Story : MIRAL, the visceral, first-person diary of a young girl growing up in East Jerusalem as she confronts the effects of occupation and war in every corner of her life. Schnabel pieces together momentary fragments of Miral’s world – how she was formed, who influenced her, all that she experiences in her tumultuous early years – to create a raw, moving, poetic portrait of a woman whose small, personal story is inextricably woven into the bigger history unfolding all around her.
Opens Friday, March 25, 2011
Runtime:1 hr. 52 min.
Interview with director Julian Schnabel
(Q): So when you’re making the movie do you push out of your head the possible implications that it’s going to affect the Jewish community or the Palestinian community and do you try to screen that out? Or are you always conscious of as you’re making the film, as you’re reading the material?
(Julian Schnabel): I thought this movie could help. I thought this movie couldn’t do worse than what’s happening over there, what the politicians are doing, and I hadn’t seen another film that another American filmmaker had made about a Palestinian girl, and I hadn’t made a movie about a teenage girl, and I wanted to make a film about women. Women are the recipients of violence and of war that usually has been generated by the decisions of men. They seem to be the recipients of this fallout all over, not just in Palestine but I mean in Afghanistan, or you could pick a million other places. So I think it’s a good thing to discuss things, it’s a good thing to give a voice to people that haven’t been heard.
(Q) : What narrative of the birth of the state of Israel were you exposed to and how is that different from what we see on screen?
(Julian Schnabel): My narrative is Exodus. My narrative is I was sitting in the movie theater, I don’t know if you were also, but at the Rivoli Theater when I was a kid with my parents, and when they sang Hatikva everybody stood up and put their hand on their chest. That’s my experience. I was very proud and very happy. And then there was the good Arab, played by John Derek, who gets hanged for collaborating with the Israelis.
And I was scared of the Arabs that are behind the bushes that slit the throat of Yvette Mimieux, the beautiful blond Jewish girl. But every time there was a battle, and certainly when there was the Six Day War, I was absolutely thrilled that the Israelis won. But the notion of actually taking the land and keeping it and then not caring about the people that are living there is not acceptable. I think Nasser did a lot of damage. Did anybody in this table ever hear of the Deir Yassin massacre before this movie?
(Q) : I think so. I’ve read enough about a set of massacres but I’m not sure I’m confusing it with another one.
(Julian Schnabel) : Because I had never heard of it, but I certainly heard about Mount Scopus incident where the Arabs attacked the Jewish doctors and nurses and killed them in the buses. You asked me what my perspective was, I mean I knew all about that, but that happened three days after the Deir Yassin massacre.

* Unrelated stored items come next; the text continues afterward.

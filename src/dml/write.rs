use tracing::trace;

use crate::btree::{Btree, BtreePayload, DeleteFlags, InsertFlags, TreeKind};
use crate::catalog::{IndexDef, TableDef};
use crate::connection::ConnectionContext;
use crate::error::{HorizonError, Result};
use crate::record::{encode_index_key, encode_key_prefix, encode_record, index_key_rowid};
use crate::types::Value;

use super::{decode_row, index_values, stored_values};

/// Fail if a UNIQUE index already holds the key of `row` under a rowid
/// other than `rowid`. Keys containing NULL never collide.
fn check_unique(btree: &mut Btree, table: &TableDef, index: &IndexDef, row: &[Value], rowid: i64) -> Result<()> {
    let values = index_values(index, row);
    if values.iter().any(Value::is_null) {
        return Ok(());
    }
    let prefix = encode_key_prefix(&values);
    let conflict = btree.with_cursor(index.storage_root()?, TreeKind::Index, false, |bt, cur| {
        let mut more = bt.seek_key(cur, &prefix)? >= 0 || bt.next(cur)?;
        while more {
            let key = bt.payload(cur)?;
            if !key.starts_with(&prefix) {
                break;
            }
            if index_key_rowid(&key)? != rowid {
                return Ok(true);
            }
            more = bt.next(cur)?;
        }
        Ok(false)
    })?;
    if conflict {
        return Err(HorizonError::ConstraintViolation(format!(
            "UNIQUE constraint failed: {}",
            index.describe_columns(table)
        )));
    }
    Ok(())
}

fn rowid_conflict(table: &TableDef) -> HorizonError {
    let column = table
        .rowid_alias
        .and_then(|i| table.columns.get(i))
        .map_or("rowid", |c| c.name.as_str());
    HorizonError::ConstraintViolation(format!("UNIQUE constraint failed: {}.{}", table.name, column))
}

/// Apply column affinities and check arity and NOT NULL.
fn prepare_values(table: &TableDef, values: &[Value]) -> Result<Vec<Value>> {
    if values.len() != table.columns.len() {
        return Err(HorizonError::InvalidSql(format!(
            "table {} has {} columns but {} values were supplied",
            table.name,
            table.columns.len(),
            values.len()
        )));
    }
    let row: Vec<Value> = values
        .iter()
        .zip(&table.columns)
        .map(|(v, c)| v.apply_affinity(c.affinity))
        .collect();
    for (i, (value, col)) in row.iter().zip(&table.columns).enumerate() {
        if col.not_null && value.is_null() && table.rowid_alias != Some(i) {
            return Err(HorizonError::ConstraintViolation(format!(
                "NOT NULL constraint failed: {}.{}",
                table.name, col.name
            )));
        }
    }
    Ok(row)
}

fn insert_index_entry(btree: &mut Btree, index: &IndexDef, row: &[Value], rowid: i64) -> Result<()> {
    let key = encode_index_key(&index_values(index, row), rowid);
    btree.with_cursor(index.storage_root()?, TreeKind::Index, true, |bt, cur| {
        bt.insert(cur, &BtreePayload::index(key), InsertFlags::NONE, 0)
    })
}

fn delete_index_entry(btree: &mut Btree, index: &IndexDef, row: &[Value], rowid: i64) -> Result<bool> {
    let key = encode_index_key(&index_values(index, row), rowid);
    btree.with_cursor(index.storage_root()?, TreeKind::Index, true, |bt, cur| {
        if bt.seek_key(cur, &key)? != 0 {
            return Ok(false);
        }
        bt.delete(cur, DeleteFlags::NONE)?;
        Ok(true)
    })
}

impl ConnectionContext {
    fn indexes_of(&self, db: usize, table: &str) -> Result<Vec<IndexDef>> {
        Ok(self
            .catalog
            .schema(db)?
            .indexes_of(table)
            .into_iter()
            .cloned()
            .collect())
    }

    /// Insert a row and its index entries; returns the rowid used.
    ///
    /// The rowid comes from the INTEGER PRIMARY KEY value when there is
    /// one, else from `rowid`, else one past the largest rowid in the
    /// table. `values` holds one value per declared column.
    pub fn insert_row(&mut self, db: usize, table: &str, rowid: Option<i64>, values: Vec<Value>) -> Result<i64> {
        let table = self.row_table(db, table)?;
        let mut row = prepare_values(&table, &values)?;
        let root = table.storage_root()?;
        let indexes = self.indexes_of(db, &table.name)?;

        let requested = match table.rowid_alias.map(|i| &row[i]) {
            Some(Value::Integer(i)) => Some(*i),
            Some(Value::Null) | None => rowid,
            Some(other) => {
                return Err(HorizonError::ConstraintViolation(format!(
                    "datatype mismatch: {other:?} is not an integer rowid"
                )))
            }
        };

        let btree = self.btree(db)?;
        let rowid = btree.with_cursor(root, TreeKind::Table, false, |bt, cur| match requested {
            Some(r) if bt.seek_rowid(cur, r)? == 0 => Err(rowid_conflict(&table)),
            Some(r) => Ok(r),
            None if bt.last(cur)? => bt.rowid(cur)?.checked_add(1).ok_or(HorizonError::Full),
            None => Ok(1),
        })?;
        if let Some(alias) = table.rowid_alias {
            row[alias] = Value::Integer(rowid);
        }
        for index in indexes.iter().filter(|ix| ix.unique) {
            check_unique(btree, &table, index, &row, rowid)?;
        }

        let payload = BtreePayload::row(rowid, encode_record(&stored_values(&table, &row)));
        btree.with_cursor(root, TreeKind::Table, true, |bt, cur| {
            if requested.is_none() && bt.last(cur)? {
                bt.insert(cur, &payload, InsertFlags::APPEND, -1)
            } else {
                bt.insert(cur, &payload, InsertFlags::NONE, 0)
            }
        })?;
        for index in &indexes {
            insert_index_entry(btree, index, &row, rowid)?;
        }
        trace!(table = %table.name, rowid, "inserted row");
        Ok(rowid)
    }

    /// Replace the values of an existing row in place, keeping its rowid.
    /// Returns `false` when the row does not exist.
    ///
    /// Index entries are rewritten. Triggers do not fire.
    pub fn update_row(&mut self, db: usize, table: &str, rowid: i64, values: Vec<Value>) -> Result<bool> {
        let table = self.row_table(db, table)?;
        let mut row = prepare_values(&table, &values)?;
        let root = table.storage_root()?;
        if let Some(alias) = table.rowid_alias {
            match &row[alias] {
                Value::Null => {}
                Value::Integer(i) if *i == rowid => {}
                _ => {
                    return Err(HorizonError::Misuse(format!(
                        "update_row cannot change the rowid of {}",
                        table.name
                    )))
                }
            }
            row[alias] = Value::Integer(rowid);
        }
        let indexes = self.indexes_of(db, &table.name)?;

        let btree = self.btree(db)?;
        let old = btree.with_cursor(root, TreeKind::Table, false, |bt, cur| {
            if bt.seek_rowid(cur, rowid)? != 0 {
                return Ok(None);
            }
            decode_row(&table, rowid, &bt.payload(cur)?).map(Some)
        })?;
        let Some(old) = old else {
            return Ok(false);
        };
        for index in indexes.iter().filter(|ix| ix.unique) {
            check_unique(btree, &table, index, &row, rowid)?;
        }

        let payload = BtreePayload::row(rowid, encode_record(&stored_values(&table, &row)));
        btree.with_cursor(root, TreeKind::Table, true, |bt, cur| {
            let res = bt.seek_rowid(cur, rowid)?;
            bt.insert(cur, &payload, InsertFlags::NONE, res)
        })?;
        for index in &indexes {
            if index_values(index, &old) == index_values(index, &row) {
                continue;
            }
            delete_index_entry(btree, index, &old, rowid)?;
            insert_index_entry(btree, index, &row, rowid)?;
        }
        trace!(table = %table.name, rowid, "updated row");
        Ok(true)
    }
}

(Q) : In the context of where the international community stands on Palestine now that there’s an increasing push for Palestinian voices to be empowered to decide their own future where did you land as an artist? Were you just interested in telling Rula’s story or do you also have a particular standpoint on the politics there?
(Julian Schnabel) : Well I think through the process of telling Rula’s story and going to Israel and going to Palestine in affected my perspective and I learned more about the situation and I have opinions about the situation I didn’t have before I made the movie. That happened to me when I made “The Diving Bell and the Butterfly.” If I saw somebody that was in a wheelchair I didn’t want to look at them, and all I saw was their malady at first. But if I lived in a hospital with people that were paralyzed for a while I started to think oh that’s just the first thing that you see, that there’s a whole world going on.
These people are fathers, they have family, they have a sense of humor, there’s life beyond my first image of that person and I think “Oh god; I don’t want to end up in a wheelchair. I don’t want to be paralyzed.” I don’t make the movies to illustrate what I know. I do it so I can find out something about life through the process of making art, and I found out something about these people. What do I think about what’s happened?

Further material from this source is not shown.